Dataset entries:
------------------------------------------------
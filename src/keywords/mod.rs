//! Keyword evaluation.
//!
//! [`check`] interprets one schema node against one value and recurses through the
//! keyword modules below. Every keyword family lives in its own module.
pub(crate) mod all_of;
pub(crate) mod any_of;
pub(crate) mod const_;
pub(crate) mod contains;
pub(crate) mod content;
pub(crate) mod dependencies;
pub(crate) mod enum_;
pub(crate) mod format;
pub(crate) mod helpers;
pub(crate) mod if_;
pub(crate) mod items;
pub(crate) mod max_items;
pub(crate) mod max_length;
pub(crate) mod max_properties;
pub(crate) mod maximum;
pub(crate) mod min_items;
pub(crate) mod min_length;
pub(crate) mod min_properties;
pub(crate) mod minimum;
pub(crate) mod multiple_of;
pub(crate) mod not;
pub(crate) mod one_of;
pub(crate) mod pattern;
pub(crate) mod properties;
pub(crate) mod property_names;
pub(crate) mod ref_;
pub(crate) mod required;
pub(crate) mod type_;
pub(crate) mod unique_items;

use crate::{
    context::{Scope, ValidationContext},
    error::{SchemaError, ValidationErrorKind},
    mode::CheckMode,
    paths::InstancePath,
};
use serde_json::{Map, Number, Value};
use std::borrow::Cow;

pub(crate) type CheckResult = Result<(), SchemaError>;

/// Check `instance` against `schema`.
///
/// `None` stands for an absent property or tuple slot. It is distinct from a present
/// `null` and only fails schemas that make the value mandatory.
pub(crate) fn check(
    ctx: &mut ValidationContext<'_>,
    instance: Option<&Value>,
    schema: &Value,
    scope: &Scope,
    path: &InstancePath<'_>,
    property_change: bool,
) -> CheckResult {
    let object = match schema {
        Value::Bool(true) => return Ok(()),
        Value::Bool(false) => {
            return match instance {
                Some(_) => ctx.error(ValidationErrorKind::FalseSchema, path),
                None => Ok(()),
            }
        }
        Value::Object(object) => object,
        other => {
            return Err(SchemaError::malformed(
                &scope.base,
                format!("a schema must be an object or a boolean, got {}", other),
            ))
        }
    };
    let reference = object.get("$ref");
    // Siblings of `$ref`, `id` included, are ignored unless the dialect says otherwise
    let scope = match reference {
        Some(_) if !scope.draft.applies_ref_siblings() => Cow::Borrowed(scope),
        _ => scope.push(schema)?,
    };
    let scope = scope.as_ref();
    if property_change && instance.is_some() && is_read_only(object) {
        ctx.error(ValidationErrorKind::ReadOnly, path)?;
    }
    if let Some(reference) = reference {
        ref_::check_ref(ctx, instance, reference, scope, path, property_change)?;
        if !scope.draft.applies_ref_siblings() {
            return Ok(());
        }
    }
    if scope.draft.supports_legacy_keywords() {
        if let Some(parents) = object.get("extends") {
            ref_::check_extends(ctx, instance, parents, scope, path, property_change)?;
        }
    }
    match instance {
        Some(instance) => check_value(ctx, instance, object, scope, path),
        None => check_missing(ctx, object, scope, path),
    }
}

fn is_read_only(object: &Map<String, Value>) -> bool {
    matches!(object.get("readonly"), Some(Value::Bool(true)))
        || matches!(object.get("readOnly"), Some(Value::Bool(true)))
}

/// Boolean `required` marks the property itself as mandatory, `optional` overrides it.
fn is_mandatory(object: &Map<String, Value>) -> bool {
    matches!(object.get("required"), Some(Value::Bool(true)))
        && !matches!(object.get("optional"), Some(Value::Bool(true)))
}

fn check_missing(
    ctx: &mut ValidationContext<'_>,
    object: &Map<String, Value>,
    scope: &Scope,
    path: &InstancePath<'_>,
) -> CheckResult {
    if ctx.mode.contains(CheckMode::APPLY_DEFAULTS) {
        if let Some(default) = object.get("default") {
            ctx.record_patch(path, default.clone());
            let filled = path.as_default();
            return check_value(ctx, default, object, scope, &filled);
        }
    }
    if is_mandatory(object) {
        ctx.error(
            ValidationErrorKind::Required {
                property: path.last_name(),
            },
            path,
        )?;
    }
    Ok(())
}

/// Every keyword except `$ref` / `extends` against a present value.
pub(crate) fn check_value(
    ctx: &mut ValidationContext<'_>,
    instance: &Value,
    object: &Map<String, Value>,
    scope: &Scope,
    path: &InstancePath<'_>,
) -> CheckResult {
    let cast = match object.get("type") {
        Some(expression) => type_::check_type(ctx, instance, expression, scope, path)?,
        None => None,
    };
    // Coerced values stand in for the original in every later keyword
    let instance = cast.as_ref().unwrap_or(instance);
    if scope.draft.supports_legacy_keywords() {
        if let Some(disallow) = object.get("disallow") {
            type_::check_disallow(ctx, instance, disallow, scope, path)?;
        }
    }
    let types = ctx.types;
    if types.is_array(instance) {
        check_array(ctx, &types.elements(instance), object, scope, path)?;
    }
    if types.is_object(instance)
        || (ctx.mode.is_loose() && declares_object(object) && types.is_array(instance))
    {
        check_object(ctx, instance, object, scope, path)?;
    }
    match instance {
        Value::String(string) => check_string(ctx, string, object, scope, path)?,
        Value::Number(number) => check_number(ctx, number, object, scope, path)?,
        _ => {}
    }
    if let Some(options) = object.get("enum") {
        enum_::check(ctx, instance, options, scope, path)?;
    }
    if scope.draft.supports_draft6_keywords() {
        if let Some(expected) = object.get("const") {
            const_::check(ctx, instance, expected, path)?;
        }
    }
    if scope.draft.supports_combinators() {
        if let Some(schemas) = object.get("allOf") {
            all_of::check(ctx, instance, schemas, scope, path)?;
        }
        if let Some(schemas) = object.get("anyOf") {
            any_of::check(ctx, instance, schemas, scope, path)?;
        }
        if let Some(schemas) = object.get("oneOf") {
            one_of::check(ctx, instance, schemas, scope, path)?;
        }
        if let Some(schema) = object.get("not") {
            not::check(ctx, instance, schema, scope, path)?;
        }
    }
    if scope.draft.supports_conditionals() {
        if_::check(ctx, instance, object, scope, path)?;
    }
    Ok(())
}

fn declares_object(object: &Map<String, Value>) -> bool {
    match object.get("type") {
        Some(Value::String(name)) => name == "object",
        Some(Value::Array(names)) => names.iter().any(|name| name == "object"),
        _ => false,
    }
}

fn check_array(
    ctx: &mut ValidationContext<'_>,
    elements: &[&Value],
    object: &Map<String, Value>,
    scope: &Scope,
    path: &InstancePath<'_>,
) -> CheckResult {
    items::check(ctx, elements, object, scope, path)?;
    if let Some(limit) = object.get("minItems") {
        min_items::check(ctx, elements.len(), limit, scope, path)?;
    }
    if let Some(limit) = object.get("maxItems") {
        max_items::check(ctx, elements.len(), limit, scope, path)?;
    }
    if let Some(Value::Bool(true)) = object.get("uniqueItems") {
        unique_items::check(ctx, elements, path)?;
    }
    if scope.draft.supports_draft6_keywords() {
        contains::check(ctx, elements, object, scope, path)?;
    }
    Ok(())
}

fn check_object(
    ctx: &mut ValidationContext<'_>,
    instance: &Value,
    object: &Map<String, Value>,
    scope: &Scope,
    path: &InstancePath<'_>,
) -> CheckResult {
    properties::check(ctx, instance, object, scope, path)?;
    if let Some(required) = object.get("required") {
        required::check(ctx, instance, required, object, scope, path)?;
    }
    if let Some(dependencies) = object.get("dependencies") {
        dependencies::check(ctx, instance, dependencies, scope, path)?;
    }
    if scope.draft.supports_draft6_keywords() {
        if let Some(schema) = object.get("propertyNames") {
            property_names::check(ctx, instance, schema, scope, path)?;
        }
    }
    let count = ctx.types.property_count(instance);
    if let Some(limit) = object.get("minProperties") {
        min_properties::check(ctx, count, limit, scope, path)?;
    }
    if let Some(limit) = object.get("maxProperties") {
        max_properties::check(ctx, count, limit, scope, path)?;
    }
    Ok(())
}

fn check_string(
    ctx: &mut ValidationContext<'_>,
    string: &str,
    object: &Map<String, Value>,
    scope: &Scope,
    path: &InstancePath<'_>,
) -> CheckResult {
    if let Some(pattern) = object.get("pattern") {
        pattern::check(ctx, string, pattern, scope, path)?;
    }
    if let Some(limit) = object.get("minLength") {
        min_length::check(ctx, string, limit, scope, path)?;
    }
    if let Some(limit) = object.get("maxLength") {
        max_length::check(ctx, string, limit, scope, path)?;
    }
    if let Some(format) = object.get("format") {
        format::check(ctx, string, format, path)?;
    }
    if scope.draft.supports_conditionals() {
        content::check(ctx, string, object, path)?;
    }
    Ok(())
}

fn check_number(
    ctx: &mut ValidationContext<'_>,
    number: &Number,
    object: &Map<String, Value>,
    scope: &Scope,
    path: &InstancePath<'_>,
) -> CheckResult {
    minimum::check(ctx, number, object, scope, path)?;
    maximum::check(ctx, number, object, scope, path)?;
    multiple_of::check(ctx, number, object, scope, path)
}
------------------------------------------------
*Exercise description*:
Scan the data for lines containing "contains" and copy all of them.

*Expected answer*:
pub(crate) mod contains;
    if ctx.mode.contains(CheckMode::APPLY_DEFAULTS) {
        contains::check(ctx, elements, object, scope, path)?;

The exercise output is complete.